*WHAT TO PRODUCE*
Filter the listing below, please, and copy only the lines with the word "keys".

### PROVIDED RECORDS ###

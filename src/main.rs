//! Uniquity
//!
//! Command-line front end for the character catalog and the favorites list.
//!
//! # Usage
//!
//! ```bash
//! # List groups
//! uniquity groups
//!
//! # Show a group as keyboard rows
//! uniquity group "Basic Latin"
//!
//! # Describe one codepoint
//! uniquity show U+1F600
//!
//! # Search names and aliases
//! uniquity search smiling --limit 20
//!
//! # Manage favorites
//! uniquity fav add 2764
//! uniquity fav list
//!
//! # Build a snapshot from UCD text files
//! uniquity import-ucd ./ucd ./ucd.toml
//! ```

use anyhow::{anyhow, Context, Result};
use clap::{Parser, Subcommand};
use log::{debug, warn};
use std::path::{Path, PathBuf};
use std::sync::Arc;

use uniquity::{
    rows, ucd, Catalog, CatalogHandle, CatalogState, Codepoint, Config, DatasetSource,
    FavoritesStore, InputCore, Intent, NamedCharacter, Reaction, SearchSession,
};

/// Unicode character catalog and favorites
#[derive(Parser)]
#[command(name = "uniquity")]
#[command(version)]
#[command(about = "Browse, search and favorite Unicode characters")]
#[command(propagate_version = true)]
struct Cli {
    #[command(subcommand)]
    command: Commands,

    /// Configuration file
    #[arg(short, long, global = true)]
    config: Option<PathBuf>,

    /// Enable debug logging
    #[arg(short, long, global = true)]
    verbose: bool,
}

#[derive(Subcommand)]
enum Commands {
    /// List all groups
    Groups,

    /// Show the characters of a group
    Group {
        /// Group name, with spaces or underscores (e.g., "Basic Latin")
        name: String,
    },

    /// Describe a codepoint
    Show {
        /// Hexadecimal codepoint (e.g., 1F600 or U+1F600)
        codepoint: String,
    },

    /// Search character names and aliases
    Search {
        /// Text to look for
        query: String,

        /// Maximum number of results (overrides the configuration)
        #[arg(short, long)]
        limit: Option<usize>,
    },

    /// Favorites operations
    #[command(subcommand)]
    Fav(FavCommands),

    /// Build a dataset snapshot from UCD text files
    ImportUcd {
        /// Directory with Blocks.txt, UnicodeData.txt and NameAliases.txt
        dir: PathBuf,

        /// Snapshot file to write
        out: PathBuf,
    },
}

#[derive(Subcommand)]
enum FavCommands {
    /// Add a codepoint to the favorites
    Add {
        /// Hexadecimal codepoint
        codepoint: String,
    },

    /// Remove a codepoint from the favorites
    Remove {
        /// Hexadecimal codepoint
        codepoint: String,
    },

    /// List favorites in the order they were added
    List,

    /// Drop favorites the loaded dataset does not contain
    Prune,
}

fn main() -> Result<()> {
    let cli = Cli::parse();

    let default_filter = if cli.verbose { "debug" } else { "info" };
    env_logger::Builder::from_env(env_logger::Env::default().default_filter_or(default_filter))
        .init();

    let config = match &cli.config {
        Some(path) => Config::load(path)
            .with_context(|| format!("failed to load config {}", path.display()))?,
        None => Config::default(),
    };
    debug!("using {:?}", config);

    match cli.command {
        Commands::Groups => handle_groups(&config),
        Commands::Group { name } => handle_group(&config, &name),
        Commands::Show { codepoint } => handle_show(&config, &codepoint),
        Commands::Search { query, limit } => handle_search(&config, &query, limit),
        Commands::Fav(cmd) => handle_fav(&config, cmd),
        Commands::ImportUcd { dir, out } => handle_import(&dir, &out),
    }
}

/// How a command treats a catalog that loaded empty.
#[derive(Debug, Clone, Copy, PartialEq, Eq)]
enum EmptyCatalog {
    /// Read from it; every lookup comes back empty.
    Degrade,
    /// Refuse to run, for commands that would act on the missing data.
    Refuse,
}

/// Picks the catalog a command runs against.
fn usable_catalog(handle: &CatalogHandle, on_empty: EmptyCatalog) -> Result<Arc<Catalog>> {
    let catalog = match handle.state() {
        CatalogState::Ready(catalog) => return Ok(catalog),
        CatalogState::NotLoaded => return Err(anyhow!("dataset was not loaded")),
        CatalogState::Empty => handle
            .catalog()
            .ok_or_else(|| anyhow!("dataset was not loaded"))?,
    };
    let reason = handle.load_failure().unwrap_or("the dataset is empty");
    match on_empty {
        EmptyCatalog::Degrade => {
            warn!("no characters available: {}", reason);
            Ok(catalog)
        }
        EmptyCatalog::Refuse => Err(anyhow!("no characters available: {}", reason)),
    }
}

fn load_catalog(source: &DatasetSource, on_empty: EmptyCatalog) -> Result<Arc<Catalog>> {
    let handle = CatalogHandle::new();
    handle.load_blocking(source);
    usable_catalog(&handle, on_empty)
}

fn open_favorites(config: &Config) -> Result<FavoritesStore> {
    FavoritesStore::open(&config.favorites_path).with_context(|| {
        format!(
            "failed to open favorites {}",
            config.favorites_path.display()
        )
    })
}

/// Parses a codepoint typed on the command line: hex digits, optionally
/// with a `U+` prefix and surrounding whitespace.
fn parse_codepoint(text: &str) -> Result<Codepoint> {
    let trimmed = text.trim();
    let digits = trimmed
        .strip_prefix("U+")
        .or_else(|| trimmed.strip_prefix("u+"))
        .unwrap_or(trimmed);
    digits
        .parse::<Codepoint>()
        .with_context(|| format!("not a codepoint: {}", text))
}

fn describe(named: &NamedCharacter) -> String {
    let label = format!("U+{}", named.codepoint);
    let text = named.text.as_deref().unwrap_or_default();
    format!("{:<8} {:<3} {}", label, text, named.name)
}

fn handle_groups(config: &Config) -> Result<()> {
    let catalog = load_catalog(&config.dataset, EmptyCatalog::Degrade)?;
    for group in catalog.list_groups() {
        println!(
            "{:<48} {:>6}",
            group.display_name(),
            catalog.characters_in_group(&group.name).len()
        );
    }
    Ok(())
}

fn handle_group(config: &Config, name: &str) -> Result<()> {
    let catalog = load_catalog(&config.dataset, EmptyCatalog::Degrade)?;
    let group = catalog
        .group(name)
        .or_else(|| catalog.group_by_display_name(name))
        .ok_or_else(|| {
            anyhow!(
                "Unknown group: {}. Use 'uniquity groups' to see available groups.",
                name
            )
        })?;

    let characters = catalog.characters_in_group(&group.name);
    println!("{} ({} characters)", group.display_name(), characters.len());
    let keys: Vec<String> = characters
        .iter()
        .map(|ch| ch.codepoint.to_text().unwrap_or_default())
        .collect();
    for row in rows(&keys) {
        println!("  {}", row.join(" "));
    }
    Ok(())
}

fn handle_show(config: &Config, codepoint: &str) -> Result<()> {
    let catalog = load_catalog(&config.dataset, EmptyCatalog::Degrade)?;
    let favorites = open_favorites(config)?;
    let codepoint = parse_codepoint(codepoint)?;

    println!("{}", describe(&catalog.named(codepoint)));
    match catalog.get_character(codepoint) {
        Some(ch) => {
            let group = catalog
                .group(&ch.group_name)
                .map(|g| g.display_name())
                .unwrap_or_else(|| ch.group_name.clone());
            println!("  group:    {}", group);
        }
        None => println!("  not in the dataset"),
    }
    for alias in catalog.aliases_for(codepoint) {
        println!("  alias:    {}", alias.alias);
    }
    match codepoint.to_utf16() {
        Ok(units) => {
            let units: Vec<String> = units.iter().map(|u| format!("{:04X}", u)).collect();
            println!("  utf-16:   {}", units.join(" "));
        }
        Err(e) => println!("  utf-16:   {}", e),
    }
    if favorites.is_favorite(codepoint) {
        println!("  favorite");
    }
    Ok(())
}

fn handle_search(config: &Config, query: &str, limit: Option<usize>) -> Result<()> {
    let limit = limit.unwrap_or(config.search_limit);
    let catalog = load_catalog(&config.dataset, EmptyCatalog::Degrade)?;
    let session = SearchSession::new(limit);
    let ticket = session.issue(query);
    session.run(&ticket, &catalog);

    let snapshot = session.snapshot();
    for ch in &snapshot.results {
        println!("{}", describe(&catalog.named(ch.codepoint)));
    }
    println!("{} results", snapshot.results.len());
    Ok(())
}

fn handle_fav(config: &Config, cmd: FavCommands) -> Result<()> {
    let favorites = Arc::new(open_favorites(config)?);

    match cmd {
        FavCommands::Add { codepoint } => {
            let codepoint = parse_codepoint(&codepoint)?;
            let core = InputCore::new(Arc::clone(&favorites));
            match core.dispatch(Intent::LongPressed(codepoint))? {
                Reaction::Favorited(favorite) => {
                    println!("added U+{} as favorite #{}", favorite.codepoint, favorite.id)
                }
                Reaction::AlreadyFavorite(codepoint) => {
                    println!("U+{} is already a favorite", codepoint)
                }
                other => debug!("unexpected reaction {:?}", other),
            }
        }

        FavCommands::Remove { codepoint } => {
            let codepoint = parse_codepoint(&codepoint)?;
            match favorites.remove(codepoint)? {
                0 => println!("U+{} was not a favorite", codepoint),
                _ => println!("removed U+{}", codepoint),
            }
        }

        FavCommands::List => {
            let catalog = load_catalog(&config.dataset, EmptyCatalog::Degrade)?;
            for named in favorites.named(&catalog) {
                println!(
                    "#{:<4} {}",
                    named.favorite_id.unwrap_or_default(),
                    describe(&named)
                );
            }
        }

        FavCommands::Prune => {
            // pruning against a failed load would drop every favorite
            let catalog = load_catalog(&config.dataset, EmptyCatalog::Refuse)?;
            let removed = favorites.prune_missing(&catalog)?;
            println!("removed {} favorites", removed);
        }
    }

    Ok(())
}

fn handle_import(dir: &Path, out: &Path) -> Result<()> {
    let dataset = ucd::import_dir(dir)
        .with_context(|| format!("failed to import UCD from {}", dir.display()))?;
    dataset
        .save(out)
        .with_context(|| format!("failed to write {}", out.display()))?;
    println!(
        "wrote {} groups, {} characters, {} aliases to {}",
        dataset.groups().len(),
        dataset.characters().len(),
        dataset.aliases().len(),
        out.display()
    );
    Ok(())
}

###

*RESULT BELOW*
    let keys: Vec<String> = characters
    for row in rows(&keys) {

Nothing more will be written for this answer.